With this background, all hopes for nuclear weapons reductions in the near-term have been dashed. The American push for a national missile defense -- driven by politics, not technology -- combined with Pentagon resistance to deeper nuclear reductions, have resulted in stalemate, not progress.
The Russians have stated repeatedly that they are not prepared to make a deal that permits the initial deployment of an expandable national missile defense system. Indeed, Russia has pointed out that its acceptance of all the agreements limiting offensive nuclear forces is conditioned on retaining the ABM Treaty's restrictions on missile defense systems, and has threatened to pull out of the entire nuclear arms control process if the U.S. abandons the ABM Treaty. At the same time, Republicans are pressing to go well beyond the Clinton deployment plan to a layered defense on land, at sea and in space that will cost upwards of $120 billion and further complicate relations with other countries.

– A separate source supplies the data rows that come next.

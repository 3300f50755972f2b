//! Data types for the Reelpick core library.
//!
//! These structs mirror the TMDB JSON wire format and are validated at the
//! client boundary: required fields must be present, optional payloads
//! default to empty rather than failing the whole response. All types
//! implement Serialize and Deserialize for JSON compatibility with Tauri.

use serde::{Deserialize, Serialize};

/// A single movie as returned by listing, search and discovery endpoints
#[derive(Debug, Clone, Serialize, Deserialize)]
pub struct Movie {
    /// Stable TMDB identifier, used for deduplication and exclusion
    pub id: u32,
    /// Display title
    pub title: String,
    /// Plot overview, may be empty
    #[serde(default)]
    pub overview: String,
    /// Poster image path (compose with `config::poster_url`)
    pub poster_path: Option<String>,
    /// Backdrop image path (compose with `config::backdrop_url`)
    pub backdrop_path: Option<String>,
    /// Average community rating in [0, 10]
    #[serde(default)]
    pub vote_average: f32,
    /// Number of community votes
    #[serde(default)]
    pub vote_count: u32,
    /// ISO release date (e.g. "2010-07-15"), absent for unreleased entries
    pub release_date: Option<String>,
    /// Genre ids referencing the TMDB genre vocabulary
    #[serde(default)]
    pub genre_ids: Vec<u32>,
}

/// One page of movies in the TMDB response envelope
#[derive(Debug, Clone, Serialize, Deserialize)]
pub struct MoviePage {
    /// Page number (1-based)
    pub page: u32,
    /// Movies on this page
    pub results: Vec<Movie>,
    /// Total number of pages available
    pub total_pages: u32,
    /// Total number of matching movies
    pub total_results: u32,
}

/// A genre from the TMDB genre vocabulary
#[derive(Debug, Clone, PartialEq, Eq, Serialize, Deserialize)]
pub struct Genre {
    /// Stable genre identifier
    pub id: u32,
    /// Human-readable genre name
    pub name: String,
}

/// A video (trailer, teaser, clip) attached to a movie
#[derive(Debug, Clone, Serialize, Deserialize)]
pub struct Video {
    /// Provider-specific video key (YouTube video id for site "YouTube")
    pub key: String,
    /// Display name of the video
    pub name: String,
    /// Hosting site (e.g. "YouTube")
    pub site: String,
    /// Video category as reported by TMDB (e.g. "Trailer")
    #[serde(rename = "type")]
    pub kind: String,
}

/// Videos sub-resource as embedded in a detail response
#[derive(Debug, Clone, Default, Serialize, Deserialize)]
pub struct VideoCollection {
    /// Videos attached to the movie
    #[serde(default)]
    pub results: Vec<Video>,
}

/// A cast member from the credits sub-resource
#[derive(Debug, Clone, Serialize, Deserialize)]
pub struct CastMember {
    /// TMDB person identifier
    pub id: u32,
    /// Actor name
    pub name: String,
    /// Character played, absent for uncredited roles
    pub character: Option<String>,
    /// Profile image path
    pub profile_path: Option<String>,
}

/// Credits sub-resource as embedded in a detail response
#[derive(Debug, Clone, Default, Serialize, Deserialize)]
pub struct Credits {
    /// Billed cast, in billing order
    #[serde(default)]
    pub cast: Vec<CastMember>,
}

/// Full movie detail with expanded sub-resources.
///
/// Produced by `TmdbClient::detail`, which requests videos, credits and
/// similar movies in one round trip. Unlike listing results, genres arrive
/// here as named records rather than bare ids.
#[derive(Debug, Clone, Serialize, Deserialize)]
pub struct MovieDetail {
    /// Stable TMDB identifier
    pub id: u32,
    /// Display title
    pub title: String,
    /// Plot overview, may be empty
    #[serde(default)]
    pub overview: String,
    /// Poster image path
    pub poster_path: Option<String>,
    /// Backdrop image path
    pub backdrop_path: Option<String>,
    /// Average community rating in [0, 10]
    #[serde(default)]
    pub vote_average: f32,
    /// Number of community votes
    #[serde(default)]
    pub vote_count: u32,
    /// ISO release date
    pub release_date: Option<String>,
    /// Runtime in minutes, absent when TMDB has no data
    pub runtime: Option<u32>,
    /// Named genres for this movie
    #[serde(default)]
    pub genres: Vec<Genre>,
    /// Attached videos (trailers, teasers)
    #[serde(default)]
    pub videos: VideoCollection,
    /// Cast credits
    #[serde(default)]
    pub credits: Credits,
    /// Movies TMDB considers similar
    pub similar: Option<MoviePage>,
}

impl MovieDetail {
    /// Genre ids referenced by this movie
    pub fn genre_ids(&self) -> impl Iterator<Item = u32> + '_ {
        self.genres.iter().map(|g| g.id)
    }
}

#[cfg(test)]
mod tests {
    use super::*;

    #[test]
    fn test_movie_deserialization() {
        let json = r#"{
            "id": 27205,
            "title": "Inception",
            "overview": "A thief who steals corporate secrets.",
            "poster_path": "/inception.jpg",
            "backdrop_path": null,
            "vote_average": 8.4,
            "vote_count": 34495,
            "release_date": "2010-07-15",
            "genre_ids": [28, 878, 12]
        }"#;

        let movie: Movie = serde_json::from_str(json).unwrap();
        assert_eq!(movie.id, 27205);
        assert_eq!(movie.title, "Inception");
        assert_eq!(movie.poster_path.as_deref(), Some("/inception.jpg"));
        assert_eq!(movie.backdrop_path, None);
        assert_eq!(movie.genre_ids, vec![28, 878, 12]);
    }

    #[test]
    fn test_movie_missing_optionals_default() {
        // Discovery occasionally omits vote fields and genre ids
        let json = r#"{"id": 1, "title": "Bare"}"#;

        let movie: Movie = serde_json::from_str(json).unwrap();
        assert_eq!(movie.overview, "");
        assert_eq!(movie.vote_average, 0.0);
        assert_eq!(movie.vote_count, 0);
        assert!(movie.genre_ids.is_empty());
        assert!(movie.release_date.is_none());
    }

    #[test]
    fn test_movie_page_envelope() {
        let json = r#"{
            "page": 2,
            "results": [{"id": 7, "title": "Seven"}],
            "total_pages": 10,
            "total_results": 195
        }"#;

        let page: MoviePage = serde_json::from_str(json).unwrap();
        assert_eq!(page.page, 2);
        assert_eq!(page.results.len(), 1);
        assert_eq!(page.total_pages, 10);
        assert_eq!(page.total_results, 195);
    }

    #[test]
    fn test_movie_detail_with_sub_resources() {
        let json = r#"{
            "id": 27205,
            "title": "Inception",
            "runtime": 148,
            "genres": [{"id": 28, "name": "Action"}, {"id": 878, "name": "Science Fiction"}],
            "videos": {"results": [{"key": "abc", "name": "Official Trailer", "site": "YouTube", "type": "Trailer"}]},
            "credits": {"cast": [{"id": 6193, "name": "Leonardo DiCaprio", "character": "Cobb", "profile_path": null}]},
            "similar": {"page": 1, "results": [], "total_pages": 1, "total_results": 0}
        }"#;

        let detail: MovieDetail = serde_json::from_str(json).unwrap();
        assert_eq!(detail.runtime, Some(148));
        assert_eq!(detail.genre_ids().collect::<Vec<_>>(), vec![28, 878]);
        assert_eq!(detail.videos.results[0].kind, "Trailer");
        assert_eq!(detail.credits.cast[0].name, "Leonardo DiCaprio");
        assert!(detail.similar.unwrap().results.is_empty());
    }

    #[test]
    fn test_movie_detail_without_sub_resources() {
        // Detail without append_to_response has no videos/credits/similar
        let json = r#"{"id": 5, "title": "Plain"}"#;

        let detail: MovieDetail = serde_json::from_str(json).unwrap();
        assert!(detail.videos.results.is_empty());
        assert!(detail.credits.cast.is_empty());
        assert!(detail.similar.is_none());
        assert!(detail.genres.is_empty());
    }

    #[test]
    fn test_movie_roundtrip() {
        let movie = Movie {
            id: 42,
            title: "Test Movie".to_string(),
            overview: "Overview".to_string(),
            poster_path: Some("/p.jpg".to_string()),
            backdrop_path: None,
            vote_average: 7.2,
            vote_count: 1200,
            release_date: Some("2020-01-01".to_string()),
            genre_ids: vec![18],
        };

        let json = serde_json::to_string(&movie).unwrap();
        let back: Movie = serde_json::from_str(&json).unwrap();
        assert_eq!(back.id, 42);
        assert_eq!(back.genre_ids, vec![18]);
    }
}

With this impasse at the summit, there will almost surely be no cooperation on nuclear weapons reductions. It will likely take a new U.S. President with new creativity to find a way to cut the Gordian knot that arms control has become.

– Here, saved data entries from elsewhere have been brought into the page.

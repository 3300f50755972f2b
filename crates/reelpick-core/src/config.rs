//! TMDB endpoint and image configuration.
//!
//! TMDB serves images from a separate host, bucketed by size. A full image
//! URL is composed as `{image base}/{size}/{path}` where `path` is the
//! leading-slash path TMDB returns on movie records (e.g. `/abc123.jpg`).

/// Base URL for the TMDB v3 API
pub const TMDB_BASE_URL: &str = "https://api.themoviedb.org/3";

/// Base URL for TMDB-hosted images
pub const IMAGE_BASE_URL: &str = "https://image.tmdb.org/t/p";

/// Size buckets available for poster images
#[derive(Debug, Clone, Copy, PartialEq, Eq)]
pub enum PosterSize {
    /// 154px wide
    Small,
    /// 342px wide
    Medium,
    /// 500px wide
    Large,
    /// As uploaded
    Original,
}

impl PosterSize {
    /// The size segment used in image URLs
    pub fn as_str(&self) -> &'static str {
        match self {
            PosterSize::Small => "w154",
            PosterSize::Medium => "w342",
            PosterSize::Large => "w500",
            PosterSize::Original => "original",
        }
    }
}

/// Size buckets available for backdrop images
#[derive(Debug, Clone, Copy, PartialEq, Eq)]
pub enum BackdropSize {
    /// 300px wide
    Small,
    /// 780px wide
    Medium,
    /// 1280px wide
    Large,
    /// As uploaded
    Original,
}

impl BackdropSize {
    /// The size segment used in image URLs
    pub fn as_str(&self) -> &'static str {
        match self {
            BackdropSize::Small => "w300",
            BackdropSize::Medium => "w780",
            BackdropSize::Large => "w1280",
            BackdropSize::Original => "original",
        }
    }
}

/// Compose a full poster URL from a TMDB poster path.
///
/// # Example
/// ```
/// use reelpick_core::config::{poster_url, PosterSize};
///
/// let url = poster_url("/abc123.jpg", PosterSize::Medium);
/// assert_eq!(url, "https://image.tmdb.org/t/p/w342/abc123.jpg");
/// ```
pub fn poster_url(path: &str, size: PosterSize) -> String {
    format!("{}/{}{}", IMAGE_BASE_URL, size.as_str(), path)
}

/// Compose a full backdrop URL from a TMDB backdrop path.
pub fn backdrop_url(path: &str, size: BackdropSize) -> String {
    format!("{}/{}{}", IMAGE_BASE_URL, size.as_str(), path)
}

#[cfg(test)]
mod tests {
    use super::*;

    #[test]
    fn test_poster_size_segments() {
        assert_eq!(PosterSize::Small.as_str(), "w154");
        assert_eq!(PosterSize::Medium.as_str(), "w342");
        assert_eq!(PosterSize::Large.as_str(), "w500");
        assert_eq!(PosterSize::Original.as_str(), "original");
    }

    #[test]
    fn test_backdrop_size_segments() {
        assert_eq!(BackdropSize::Small.as_str(), "w300");
        assert_eq!(BackdropSize::Medium.as_str(), "w780");
        assert_eq!(BackdropSize::Large.as_str(), "w1280");
        assert_eq!(BackdropSize::Original.as_str(), "original");
    }

    #[test]
    fn test_poster_url_composition() {
        let url = poster_url("/poster.jpg", PosterSize::Large);
        assert_eq!(url, "https://image.tmdb.org/t/p/w500/poster.jpg");
    }

    #[test]
    fn test_backdrop_url_composition() {
        let url = backdrop_url("/backdrop.jpg", BackdropSize::Original);
        assert_eq!(url, "https://image.tmdb.org/t/p/original/backdrop.jpg");
    }
}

Meanwhile, other urgent nuclear dangers go unaddressed. Had the Clinton Administration not poured all its energy into the stymied effort to get Russian agreement on missile defense, it could have pursued new steps, with a new and energetic Russian President, to drastically accelerate cooperative efforts to secure, monitor, and reduce Russian and U.S. stocks of nuclear bomb materials, preventing the essential ingredients of nuclear weapons from falling into hostile hands. Instead, efforts to address this dire threat to U.S. security have been relegated to third-tier status.

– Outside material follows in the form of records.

//! Genre-weighted random movie recommendation.
//!
//! The recommender infers genre preference from the movies a user has
//! favorited or rated highly, pulls well-rated movies for each of those
//! genres, and picks one at random. With no preference signal (or no
//! surviving candidates) it falls back to the popular listing.

use std::collections::HashSet;

use futures::future::try_join_all;
use rand::Rng;
use serde::{Deserialize, Serialize};

use crate::client::TmdbClient;
use crate::error::{Result, TmdbError};
use crate::filter::filter_restricted;
use crate::types::Movie;

/// A watched movie together with the rating that qualified it as a seed
#[derive(Debug, Clone, Serialize, Deserialize)]
pub struct RatedMovie {
    /// TMDB movie id
    pub id: u32,
    /// User rating on the 1-5 scale, at least 4 for seeds
    pub rating: u8,
}

/// Read-only snapshot of the user's preference state.
///
/// Supplied explicitly by the caller; the recommender never reads ambient
/// state.
#[derive(Debug, Clone, Default, Serialize, Deserialize)]
pub struct PreferenceSnapshot {
    /// Favorited movie ids
    pub favorites: Vec<u32>,
    /// Watched movies rated highly enough to count as preference signal
    pub highly_rated: Vec<RatedMovie>,
}

impl PreferenceSnapshot {
    /// Union of favorite and highly-rated ids, first occurrence wins
    fn seed_ids(&self) -> Vec<u32> {
        let mut seen = HashSet::new();
        self.favorites
            .iter()
            .copied()
            .chain(self.highly_rated.iter().map(|rated| rated.id))
            .filter(|id| seen.insert(*id))
            .collect()
    }
}

/// Injectable source of randomness for candidate selection.
///
/// Isolated behind a trait so tests can force deterministic picks.
pub trait RandomSource: Send {
    /// Pick an index in `[0, len)`. Callers only invoke this with a
    /// non-zero `len`, and implementations must stay within the range.
    fn pick_index(&mut self, len: usize) -> usize;
}

/// Default random source backed by the thread-local RNG
#[derive(Debug, Clone, Copy, Default)]
pub struct ThreadRngSource;

impl RandomSource for ThreadRngSource {
    fn pick_index(&mut self, len: usize) -> usize {
        rand::thread_rng().gen_range(0..len)
    }
}

/// Genre-weighted random movie recommender.
///
/// Stateless between calls; each recommendation is independent.
///
/// # Example
/// ```no_run
/// use reelpick_core::{PreferenceSnapshot, Recommender, ThreadRngSource, TmdbClient};
///
/// #[tokio::main]
/// async fn main() -> Result<(), Box<dyn std::error::Error>> {
///     let client = TmdbClient::new("api-key")?;
///     let recommender = Recommender::new(client);
///
///     let preferences = PreferenceSnapshot {
///         favorites: vec![27205],
///         highly_rated: Vec::new(),
///     };
///     let movie = recommender
///         .recommend(&preferences, &mut ThreadRngSource)
///         .await?;
///     println!("Tonight: {}", movie.title);
///
///     Ok(())
/// }
/// ```
pub struct Recommender {
    client: TmdbClient,
}

impl Recommender {
    /// Create a recommender over the given client
    pub fn new(client: TmdbClient) -> Self {
        Self { client }
    }

    /// Recommend one movie based on the user's preference snapshot.
    ///
    /// Seed details and per-genre discovery pages are fetched concurrently
    /// as all-or-nothing batches: a single failed fetch fails the whole
    /// call, since partial genre data would skew the result. Candidates
    /// never include seed ids, and the uniform random pick is delegated to
    /// `random`.
    ///
    /// # Errors
    /// Propagates client errors verbatim; returns `TmdbError::NoCandidates`
    /// only when even the popular fallback page is empty.
    pub async fn recommend(
        &self,
        preferences: &PreferenceSnapshot,
        random: &mut dyn RandomSource,
    ) -> Result<Movie> {
        let seed_ids = preferences.seed_ids();
        if seed_ids.is_empty() {
            // No preference signal to weight by
            tracing::info!("no seeds, recommending from the popular pool");
            return self.pick_popular(random).await;
        }

        let details = try_join_all(seed_ids.iter().map(|&id| self.client.detail(id))).await?;

        let mut seen_genres = HashSet::new();
        let genre_ids: Vec<u32> = details
            .iter()
            .flat_map(|detail| detail.genre_ids())
            .filter(|genre_id| seen_genres.insert(*genre_id))
            .collect();

        let pages = try_join_all(
            genre_ids
                .iter()
                .map(|&genre_id| self.client.discover_by_genre(genre_id)),
        )
        .await?;

        let seed_set: HashSet<u32> = seed_ids.iter().copied().collect();
        let mut seen_ids = HashSet::new();
        let candidates: Vec<Movie> = pages
            .into_iter()
            .flat_map(|page| page.results)
            .filter(|movie| seen_ids.insert(movie.id))
            .filter(|movie| !seed_set.contains(&movie.id))
            .collect();

        let mut candidates = filter_restricted(candidates);

        tracing::info!(
            seeds = seed_ids.len(),
            genres = genre_ids.len(),
            candidates = candidates.len(),
            "recommendation pool assembled"
        );

        if candidates.is_empty() {
            return self.pick_popular(random).await;
        }

        let index = random.pick_index(candidates.len());
        Ok(candidates.swap_remove(index))
    }

    /// Fallback pool: one uniformly random movie from the first popular page
    async fn pick_popular(&self, random: &mut dyn RandomSource) -> Result<Movie> {
        let page = self.client.popular(1).await?;
        let mut results = page.results;
        if results.is_empty() {
            return Err(TmdbError::NoCandidates);
        }
        let index = random.pick_index(results.len());
        Ok(results.swap_remove(index))
    }
}

#[cfg(test)]
mod tests {
    use super::*;

    #[test]
    fn test_seed_ids_union_dedups() {
        let preferences = PreferenceSnapshot {
            favorites: vec![1, 2, 3],
            highly_rated: vec![
                RatedMovie { id: 2, rating: 5 },
                RatedMovie { id: 4, rating: 4 },
            ],
        };

        assert_eq!(preferences.seed_ids(), vec![1, 2, 3, 4]);
    }

    #[test]
    fn test_seed_ids_empty() {
        let preferences = PreferenceSnapshot::default();
        assert!(preferences.seed_ids().is_empty());
    }

    #[test]
    fn test_thread_rng_source_in_range() {
        let mut source = ThreadRngSource;
        for _ in 0..64 {
            let index = source.pick_index(5);
            assert!(index < 5);
        }
    }

    #[test]
    fn test_thread_rng_source_single_element() {
        let mut source = ThreadRngSource;
        assert_eq!(source.pick_index(1), 0);
    }
}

The summit may produce one useful agreement: the elimination of 34 tons of excess weapons plutonium (out of a Russian stockpile of over 160 tons of separated plutonium). But even in this case, the Administration has put little high-level effort into raising the funds required to implement the agreement. A modest announcement on opening up a few previously secret buildings in the Russian nuclear complex is also possible, and there will surely be an intensive discussion of Russia's nuclear and missile cooperation with states such as Iran and India.
The summit can still be very useful. It is critical to continue a constructive dialogue between Moscow and Washington, and establish a positive path with Russia's new leader. After a promising start in the early 1990's, relations between the two countries have deteriorated over disagreements about NATO expansion, the civil war in the former Yugoslavia, the bombing of Iraq and national missile defense. It is important that the Clinton and Putin find areas of common ground. Moreover, it is essential that Russia evolve into a more democratic and open society. Economic and reform issues and the war in Chechnya will provide a broad agenda of issues to be addressed.
Unfortunately, hopes for major nuclear weapons reductions have disappeared and the summit can at best produce a mild glow to U.S.-Russian relations.